## [Task details]
Using the data below, gather each line that includes the word "cannot".

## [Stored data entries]

------------------------------------

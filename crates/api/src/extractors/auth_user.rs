//! Authenticated-user extractor.
//!
//! Reuses the identity inserted by the auth middleware when present, and
//! falls back to validating the `Authorization` header itself so handlers
//! can use it on routes without the middleware layer.

use axum::{async_trait, extract::FromRequestParts, http::request::Parts};

use crate::app::AppState;
use crate::error::ApiError;
use crate::middleware::auth::AuthUser as AuthUserData;

/// Authenticated caller identity, available as a handler argument.
pub type AuthUser = AuthUserData;

#[async_trait]
impl FromRequestParts<AppState> for AuthUserData {
    type Rejection = ApiError;

    async fn from_request_parts(
        parts: &mut Parts,
        state: &AppState,
    ) -> Result<Self, Self::Rejection> {
        if let Some(auth) = parts.extensions.get::<AuthUserData>() {
            return Ok(auth.clone());
        }

        let auth_header = parts
            .headers
            .get("Authorization")
            .and_then(|v| v.to_str().ok())
            .ok_or_else(|| ApiError::Unauthorized("Missing Authorization header".to_string()))?;

        let token = auth_header
            .strip_prefix("Bearer ")
            .ok_or_else(|| ApiError::Unauthorized("Invalid Authorization header format".to_string()))?;

        AuthUserData::validate(&state.jwt, token)
            .map_err(|_| ApiError::Unauthorized("Invalid or expired token".to_string()))
    }
}
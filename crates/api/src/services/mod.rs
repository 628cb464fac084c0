//! Business services.

pub mod access_code;
pub mod auth;
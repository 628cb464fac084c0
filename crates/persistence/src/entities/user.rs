//! User entity (database row mapping).

use chrono::{DateTime, Utc};
use domain::models::Role;
use sqlx::FromRow;
use uuid::Uuid;

/// Database row mapping for the users table.
#[derive(Debug, Clone, FromRow)]
pub struct UserEntity {
    pub id: Uuid,
    pub name: String,
    pub email: String,
    pub password_hash: String,
    pub role: Role,
    pub created_at: DateTime<Utc>,
    pub updated_at: DateTime<Utc>,
    pub last_login_at: Option<DateTime<Utc>>,
}

impl From<UserEntity> for domain::models::User {
    fn from(entity: UserEntity) -> Self {
        Self {
            id: entity.id,
            name: entity.name,
            email: entity.email,
            password_hash: entity.password_hash,
            role: entity.role,
            created_at: entity.created_at,
            updated_at: entity.updated_at,
            last_login_at: entity.last_login_at,
        }
    }
}
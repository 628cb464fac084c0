//! Access code repository for database operations.
//!
//! Every state transition here is a single conditional UPDATE (or a short
//! transaction) with `status = 'active'` in the predicate, so two requests
//! racing on the same code cannot both win: zero rows matched is the
//! authoritative signal that another request got there first.

use chrono::{DateTime, Utc};
use domain::models::{AccessCode, Role, HISTORY_LIMIT};
use sqlx::PgPool;
use uuid::Uuid;

use crate::entities::access_code::AccessCodeEntity;

const CODE_COLUMNS: &str =
    "id, role, code, status, created_by, created_at, expires_at, used_at, used_by";

/// Outcome of an attempted code consumption.
#[derive(Debug, Clone)]
pub enum ConsumeOutcome {
    /// The code was active and unexpired; it is now marked used.
    Consumed(AccessCode),
    /// The code was active but past its deadline; it is now marked expired.
    ExpiredAtValidation,
    /// No active code matched (wrong code, wrong role, already used/expired).
    NotFound,
}

/// Repository for access code database operations.
#[derive(Clone)]
pub struct AccessCodeRepository {
    pool: PgPool,
}

impl AccessCodeRepository {
    /// Create a new repository instance.
    pub fn new(pool: PgPool) -> Self {
        Self { pool }
    }

    /// Expire every active code for the role and insert a fresh one, as one
    /// transaction.
    ///
    /// The transaction alone does not close the race between two concurrent
    /// rotations at READ COMMITTED: the second transaction's bulk-expire
    /// cannot see the row the first one inserted. The partial unique index
    /// on `(role) WHERE status = 'active'` is what holds the invariant; the
    /// losing insert surfaces a unique violation (23505).
    pub async fn rotate(
        &self,
        role: Role,
        code: &str,
        created_by: &str,
        expires_at: DateTime<Utc>,
    ) -> Result<AccessCode, sqlx::Error> {
        let mut tx = self.pool.begin().await?;

        let superseded = sqlx::query(
            r#"
            UPDATE access_codes
            SET status = 'expired', expires_at = NOW()
            WHERE role = $1 AND status = 'active'
            "#,
        )
        .bind(role)
        .execute(&mut *tx)
        .await?
        .rows_affected();

        let entity = sqlx::query_as::<_, AccessCodeEntity>(&format!(
            r#"
            INSERT INTO access_codes (id, role, code, status, created_by, created_at, expires_at)
            VALUES ($1, $2, $3, 'active', $4, NOW(), $5)
            RETURNING {CODE_COLUMNS}
            "#
        ))
        .bind(Uuid::new_v4())
        .bind(role)
        .bind(code)
        .bind(created_by)
        .bind(expires_at)
        .fetch_one(&mut *tx)
        .await?;

        tx.commit().await?;

        if superseded > 0 {
            tracing::debug!(role = %role, superseded, "Expired superseded access codes");
        }

        Ok(entity.into())
    }

    /// Atomically consume an active, unexpired code. A code that is active
    /// but past its deadline is flipped to expired instead, never to used.
    pub async fn consume(
        &self,
        code: &str,
        role: Role,
        used_by: &str,
    ) -> Result<ConsumeOutcome, sqlx::Error> {
        let consumed = sqlx::query_as::<_, AccessCodeEntity>(&format!(
            r#"
            UPDATE access_codes
            SET status = 'used', used_at = NOW(), used_by = $3
            WHERE code = $1 AND role = $2 AND status = 'active' AND expires_at > NOW()
            RETURNING {CODE_COLUMNS}
            "#
        ))
        .bind(code)
        .bind(role)
        .bind(used_by)
        .fetch_optional(&self.pool)
        .await?;

        if let Some(entity) = consumed {
            return Ok(ConsumeOutcome::Consumed(entity.into()));
        }

        // Lazy expiry: an active row whose deadline passed is retired here,
        // at validation time.
        let expired = sqlx::query(
            r#"
            UPDATE access_codes
            SET status = 'expired'
            WHERE code = $1 AND role = $2 AND status = 'active' AND expires_at <= NOW()
            "#,
        )
        .bind(code)
        .bind(role)
        .execute(&self.pool)
        .await?
        .rows_affected();

        if expired > 0 {
            Ok(ConsumeOutcome::ExpiredAtValidation)
        } else {
            Ok(ConsumeOutcome::NotFound)
        }
    }

    /// Force an active code to expired, matched by code value. Returns false
    /// when no active code matched (used, expired, or never existed).
    pub async fn expire_code(&self, code: &str) -> Result<bool, sqlx::Error> {
        let result = sqlx::query(
            r#"
            UPDATE access_codes
            SET status = 'expired', expires_at = NOW()
            WHERE code = $1 AND status = 'active'
            "#,
        )
        .bind(code)
        .execute(&self.pool)
        .await?;

        Ok(result.rows_affected() > 0)
    }

    /// Newest active, unexpired code per role.
    pub async fn list_active(&self) -> Result<Vec<AccessCode>, sqlx::Error> {
        let entities = sqlx::query_as::<_, AccessCodeEntity>(&format!(
            r#"
            SELECT DISTINCT ON (role) {CODE_COLUMNS}
            FROM access_codes
            WHERE status = 'active' AND expires_at > NOW()
            ORDER BY role, created_at DESC
            "#
        ))
        .fetch_all(&self.pool)
        .await?;

        Ok(entities.into_iter().map(Into::into).collect())
    }

    /// Most recent codes across all roles and statuses, for audit.
    pub async fn history(&self) -> Result<Vec<AccessCode>, sqlx::Error> {
        let entities = sqlx::query_as::<_, AccessCodeEntity>(&format!(
            r#"
            SELECT {CODE_COLUMNS}
            FROM access_codes
            ORDER BY created_at DESC
            LIMIT $1
            "#
        ))
        .bind(HISTORY_LIMIT)
        .fetch_all(&self.pool)
        .await?;

        Ok(entities.into_iter().map(Into::into).collect())
    }
}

------------------------------------

## [Solution to this problem]
//! racing on the same code cannot both win: zero rows matched is the
    /// cannot see the row the first one inserted. The partial unique index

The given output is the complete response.